● **WORK ITEM**: Copy the result of filtering the entries below for lines that include the string "name".

(Collected data entries)

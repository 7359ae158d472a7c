// Canned payloads served when live generation is unavailable or unusable.
// Each structured payload carries every key its task schema requires, so
// callers can render it exactly like a live result. Content is deliberately
// generic; `ResultSource::Fallback` tells callers as much.

use serde_json::{json, Value};

use crate::agents::TaskId;
use crate::llm_client::GenerationResult;

const FALLBACK_REPLY: &str = "Thanks for sharing that. Could you walk me through a specific \
    example, what you did yourself, and how you measured the outcome?";

pub fn fallback(task: TaskId) -> GenerationResult {
    let payload = match task {
        TaskId::InterviewReply => return GenerationResult::Text(FALLBACK_REPLY.to_string()),
        TaskId::ResumeAnalysis => resume_analysis(),
        TaskId::InterviewQuestions => interview_questions(),
        TaskId::InterviewEvaluation => interview_evaluation(),
        TaskId::MarketAnalysis => market_analysis(),
        TaskId::TaskRouting => task_routing(),
    };

    match payload {
        Value::Object(map) => GenerationResult::Structured(map),
        other => GenerationResult::Text(other.to_string()),
    }
}

fn resume_analysis() -> Value {
    json!({
        "name": "Unknown",
        "skills": ["Communication", "Problem Solving", "Teamwork"],
        "radarData": [
            {"subject": "Technical Depth", "value": 50},
            {"subject": "Breadth", "value": 50},
            {"subject": "Communication", "value": 50},
            {"subject": "Leadership", "value": 50},
            {"subject": "Problem Solving", "value": 50},
            {"subject": "Domain Knowledge", "value": 50}
        ],
        "summary": "Automatic analysis is temporarily unavailable. This is a neutral placeholder profile.",
        "experienceYears": 0,
        "education": [],
        "strengths": ["Review the resume manually for concrete strengths"],
        "improvements": ["Quantify achievements with measurable results"],
        "suggestedRoles": []
    })
}

fn interview_questions() -> Value {
    json!({
        "questions": [
            {
                "question": "Tell me about a project you are proud of and your role in it.",
                "category": "behavioral",
                "difficulty": "easy",
                "expectedPoints": ["clear ownership", "concrete outcome"]
            },
            {
                "question": "Describe a difficult technical problem you solved recently.",
                "category": "technical",
                "difficulty": "medium",
                "expectedPoints": ["problem framing", "trade-offs considered", "result"]
            },
            {
                "question": "How do you handle disagreement with a teammate about an approach?",
                "category": "behavioral",
                "difficulty": "medium",
                "expectedPoints": ["listening", "evidence over opinion", "commitment once decided"]
            },
            {
                "question": "Your service is slow in production. How do you investigate?",
                "category": "situational",
                "difficulty": "medium",
                "expectedPoints": ["measure first", "narrow the scope", "verify the fix"]
            },
            {
                "question": "What kind of team environment helps you do your best work?",
                "category": "culture",
                "difficulty": "easy",
                "expectedPoints": ["self-awareness", "fit with team practices"]
            }
        ]
    })
}

fn interview_evaluation() -> Value {
    json!({
        "overallScore": 50,
        "dimensions": [
            {"name": "Technical", "score": 50, "comment": "Not assessed automatically."},
            {"name": "Communication", "score": 50, "comment": "Not assessed automatically."},
            {"name": "Problem Solving", "score": 50, "comment": "Not assessed automatically."}
        ],
        "strengths": [],
        "improvements": ["Have an interviewer review the transcript"],
        "recommendation": "No automatic recommendation is available; review the transcript manually."
    })
}

fn market_analysis() -> Value {
    json!({
        "salaryRange": {"min": 60000, "max": 120000, "currency": "USD"},
        "marketDemand": "Live market data is temporarily unavailable. Demand for experienced technology professionals is generally steady; check current job boards and salary surveys for this role and location.",
        "competitionLevel": "medium",
        "trendingSkills": [],
        "insights": ["Compare at least three recent postings for the same role and location"]
    })
}

fn task_routing() -> Value {
    json!({
        "primaryAgent": "router",
        "supportingAgents": [],
        "workflow": [
            {"step": 1, "agent": "router", "action": "Clarify the request and pick an assistant manually"}
        ],
        "estimatedTokens": 1000,
        "reasoning": "Automatic planning is unavailable; defaulting to manual routing."
    })
}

● **ANSWER TO THIS EXERCISE**:
        "name": "Unknown",
            {"name": "Technical", "score": 50, "comment": "Not assessed automatically."},
            {"name": "Communication", "score": 50, "comment": "Not assessed automatically."},
            {"name": "Problem Solving", "score": 50, "comment": "Not assessed automatically."}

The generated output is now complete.